--- START ---

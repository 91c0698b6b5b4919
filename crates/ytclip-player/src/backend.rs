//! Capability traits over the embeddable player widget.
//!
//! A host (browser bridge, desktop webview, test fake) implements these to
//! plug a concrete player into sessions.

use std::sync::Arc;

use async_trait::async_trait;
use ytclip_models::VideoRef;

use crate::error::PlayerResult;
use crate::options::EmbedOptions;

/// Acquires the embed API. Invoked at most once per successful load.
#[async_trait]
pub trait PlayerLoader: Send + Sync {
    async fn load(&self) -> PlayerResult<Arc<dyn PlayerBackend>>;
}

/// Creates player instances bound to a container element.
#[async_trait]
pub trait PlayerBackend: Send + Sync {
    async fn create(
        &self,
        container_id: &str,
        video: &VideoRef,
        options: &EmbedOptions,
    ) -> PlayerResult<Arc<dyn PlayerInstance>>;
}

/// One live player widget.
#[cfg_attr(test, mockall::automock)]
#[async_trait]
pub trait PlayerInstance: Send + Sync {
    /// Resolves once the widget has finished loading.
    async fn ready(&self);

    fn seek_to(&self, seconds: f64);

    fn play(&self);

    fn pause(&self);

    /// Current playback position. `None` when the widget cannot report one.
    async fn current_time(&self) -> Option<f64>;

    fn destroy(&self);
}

--- END ---

## How to complete this task
Going through the data, tally the lines containing "PlayerBackend" and report only the result.

## Exercise answer
2